### What you need to do
Count the lines below that contain the word "Toronto", and report only that number.
※
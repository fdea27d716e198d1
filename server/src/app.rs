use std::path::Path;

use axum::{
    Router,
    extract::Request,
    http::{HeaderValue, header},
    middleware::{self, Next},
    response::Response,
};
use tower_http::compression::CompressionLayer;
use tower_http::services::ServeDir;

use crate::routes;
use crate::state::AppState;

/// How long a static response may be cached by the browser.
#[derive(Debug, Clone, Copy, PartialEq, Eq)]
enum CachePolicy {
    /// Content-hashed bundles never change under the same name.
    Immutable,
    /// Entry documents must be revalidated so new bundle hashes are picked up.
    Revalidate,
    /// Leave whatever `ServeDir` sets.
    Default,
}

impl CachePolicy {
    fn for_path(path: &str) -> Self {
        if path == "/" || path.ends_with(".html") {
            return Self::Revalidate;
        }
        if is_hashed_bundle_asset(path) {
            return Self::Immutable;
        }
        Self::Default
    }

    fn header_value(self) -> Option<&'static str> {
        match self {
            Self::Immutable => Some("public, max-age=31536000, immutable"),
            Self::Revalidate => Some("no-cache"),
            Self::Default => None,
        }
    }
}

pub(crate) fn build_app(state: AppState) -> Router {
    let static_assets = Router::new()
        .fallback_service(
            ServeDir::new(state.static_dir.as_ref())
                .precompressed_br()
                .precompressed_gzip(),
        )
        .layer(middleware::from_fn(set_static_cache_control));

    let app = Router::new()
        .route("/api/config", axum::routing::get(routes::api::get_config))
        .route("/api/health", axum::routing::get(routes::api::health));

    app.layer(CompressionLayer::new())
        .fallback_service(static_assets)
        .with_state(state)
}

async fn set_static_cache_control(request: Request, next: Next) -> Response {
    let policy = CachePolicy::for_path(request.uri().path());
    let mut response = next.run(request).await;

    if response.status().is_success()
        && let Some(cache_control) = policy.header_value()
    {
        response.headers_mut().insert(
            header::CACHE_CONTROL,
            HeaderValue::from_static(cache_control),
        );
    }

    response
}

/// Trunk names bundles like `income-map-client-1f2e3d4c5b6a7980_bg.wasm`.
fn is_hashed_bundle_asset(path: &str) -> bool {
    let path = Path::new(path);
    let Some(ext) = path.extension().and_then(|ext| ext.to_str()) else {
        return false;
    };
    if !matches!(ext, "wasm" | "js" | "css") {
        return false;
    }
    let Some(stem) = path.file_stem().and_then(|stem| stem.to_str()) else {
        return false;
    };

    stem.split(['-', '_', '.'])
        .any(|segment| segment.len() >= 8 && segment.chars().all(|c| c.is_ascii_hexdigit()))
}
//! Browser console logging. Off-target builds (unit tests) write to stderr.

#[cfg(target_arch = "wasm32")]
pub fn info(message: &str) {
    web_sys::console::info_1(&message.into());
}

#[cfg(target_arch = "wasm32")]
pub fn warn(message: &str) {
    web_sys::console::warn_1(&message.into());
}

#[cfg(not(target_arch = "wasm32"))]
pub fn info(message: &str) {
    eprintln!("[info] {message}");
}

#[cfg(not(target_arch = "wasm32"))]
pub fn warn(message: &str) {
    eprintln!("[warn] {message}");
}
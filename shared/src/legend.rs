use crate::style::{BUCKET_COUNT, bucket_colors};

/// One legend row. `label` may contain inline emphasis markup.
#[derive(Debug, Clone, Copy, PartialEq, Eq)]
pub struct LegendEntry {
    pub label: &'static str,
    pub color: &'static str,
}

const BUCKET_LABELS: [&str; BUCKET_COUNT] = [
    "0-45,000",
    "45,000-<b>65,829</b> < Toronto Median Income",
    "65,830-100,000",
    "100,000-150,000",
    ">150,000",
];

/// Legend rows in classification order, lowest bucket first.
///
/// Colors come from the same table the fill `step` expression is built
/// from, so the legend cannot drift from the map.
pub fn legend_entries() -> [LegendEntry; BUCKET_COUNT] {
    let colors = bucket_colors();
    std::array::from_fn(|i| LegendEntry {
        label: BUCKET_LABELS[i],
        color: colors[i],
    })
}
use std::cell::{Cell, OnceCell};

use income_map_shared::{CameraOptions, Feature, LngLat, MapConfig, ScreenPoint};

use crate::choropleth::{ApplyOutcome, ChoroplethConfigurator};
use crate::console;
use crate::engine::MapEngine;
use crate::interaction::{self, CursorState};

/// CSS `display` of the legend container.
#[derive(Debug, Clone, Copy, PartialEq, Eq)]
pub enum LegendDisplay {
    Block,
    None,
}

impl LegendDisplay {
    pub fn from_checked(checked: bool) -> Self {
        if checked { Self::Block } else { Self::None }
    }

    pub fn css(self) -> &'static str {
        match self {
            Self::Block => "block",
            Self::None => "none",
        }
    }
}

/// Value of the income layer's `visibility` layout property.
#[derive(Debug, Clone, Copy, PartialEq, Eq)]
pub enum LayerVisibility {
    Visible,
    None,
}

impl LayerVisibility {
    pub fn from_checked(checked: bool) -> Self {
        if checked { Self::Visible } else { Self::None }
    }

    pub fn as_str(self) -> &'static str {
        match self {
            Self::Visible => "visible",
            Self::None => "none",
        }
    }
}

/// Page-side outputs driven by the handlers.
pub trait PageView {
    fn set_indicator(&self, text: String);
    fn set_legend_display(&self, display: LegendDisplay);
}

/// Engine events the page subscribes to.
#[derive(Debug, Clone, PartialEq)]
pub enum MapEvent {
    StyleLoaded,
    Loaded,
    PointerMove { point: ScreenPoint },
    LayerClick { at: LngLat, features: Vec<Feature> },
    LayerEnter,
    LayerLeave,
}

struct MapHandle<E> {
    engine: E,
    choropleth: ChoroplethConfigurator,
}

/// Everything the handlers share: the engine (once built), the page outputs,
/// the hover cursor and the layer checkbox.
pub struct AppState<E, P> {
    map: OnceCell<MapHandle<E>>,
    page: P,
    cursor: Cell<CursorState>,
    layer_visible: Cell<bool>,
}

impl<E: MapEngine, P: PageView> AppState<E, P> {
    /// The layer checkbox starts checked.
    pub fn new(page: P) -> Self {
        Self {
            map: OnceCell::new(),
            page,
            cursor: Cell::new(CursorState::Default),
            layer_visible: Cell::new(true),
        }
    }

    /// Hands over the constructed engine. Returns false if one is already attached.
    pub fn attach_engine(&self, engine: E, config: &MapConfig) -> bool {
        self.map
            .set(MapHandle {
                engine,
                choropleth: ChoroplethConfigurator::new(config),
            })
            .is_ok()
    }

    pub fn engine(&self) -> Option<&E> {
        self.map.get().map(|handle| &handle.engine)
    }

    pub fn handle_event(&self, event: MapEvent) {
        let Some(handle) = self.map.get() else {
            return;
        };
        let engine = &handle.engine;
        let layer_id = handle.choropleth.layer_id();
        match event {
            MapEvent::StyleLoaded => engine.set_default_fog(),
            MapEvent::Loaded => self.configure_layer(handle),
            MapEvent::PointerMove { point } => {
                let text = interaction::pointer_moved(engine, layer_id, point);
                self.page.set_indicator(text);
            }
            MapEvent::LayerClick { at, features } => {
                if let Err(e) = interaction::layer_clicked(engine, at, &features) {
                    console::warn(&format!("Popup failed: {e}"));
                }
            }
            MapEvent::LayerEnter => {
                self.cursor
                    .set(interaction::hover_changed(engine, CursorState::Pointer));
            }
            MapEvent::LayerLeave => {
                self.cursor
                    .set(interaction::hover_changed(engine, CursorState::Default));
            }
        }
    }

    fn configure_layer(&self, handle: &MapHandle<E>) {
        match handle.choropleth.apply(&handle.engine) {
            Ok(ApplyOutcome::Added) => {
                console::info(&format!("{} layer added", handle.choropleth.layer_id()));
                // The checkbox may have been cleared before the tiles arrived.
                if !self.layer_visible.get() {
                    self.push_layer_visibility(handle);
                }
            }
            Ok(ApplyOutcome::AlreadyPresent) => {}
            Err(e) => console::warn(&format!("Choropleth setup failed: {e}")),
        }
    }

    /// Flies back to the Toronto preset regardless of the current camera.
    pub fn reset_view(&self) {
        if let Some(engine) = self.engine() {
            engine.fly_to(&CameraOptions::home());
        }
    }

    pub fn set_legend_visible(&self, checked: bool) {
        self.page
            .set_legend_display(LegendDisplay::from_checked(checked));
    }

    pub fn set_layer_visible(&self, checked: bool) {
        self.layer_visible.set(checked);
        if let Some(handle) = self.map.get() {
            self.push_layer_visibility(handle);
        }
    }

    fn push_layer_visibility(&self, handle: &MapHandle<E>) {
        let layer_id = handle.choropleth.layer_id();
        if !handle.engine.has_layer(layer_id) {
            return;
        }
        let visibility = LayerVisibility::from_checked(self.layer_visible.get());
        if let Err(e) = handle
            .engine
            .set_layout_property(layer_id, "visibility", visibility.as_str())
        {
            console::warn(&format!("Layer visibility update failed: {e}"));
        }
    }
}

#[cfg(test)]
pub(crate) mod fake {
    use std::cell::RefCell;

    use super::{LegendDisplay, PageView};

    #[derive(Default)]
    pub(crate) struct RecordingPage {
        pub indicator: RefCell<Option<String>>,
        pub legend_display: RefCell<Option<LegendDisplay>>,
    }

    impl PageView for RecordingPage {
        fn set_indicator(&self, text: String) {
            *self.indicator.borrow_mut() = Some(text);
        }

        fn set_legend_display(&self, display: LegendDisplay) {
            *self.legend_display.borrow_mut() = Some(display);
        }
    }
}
※
### Reply
2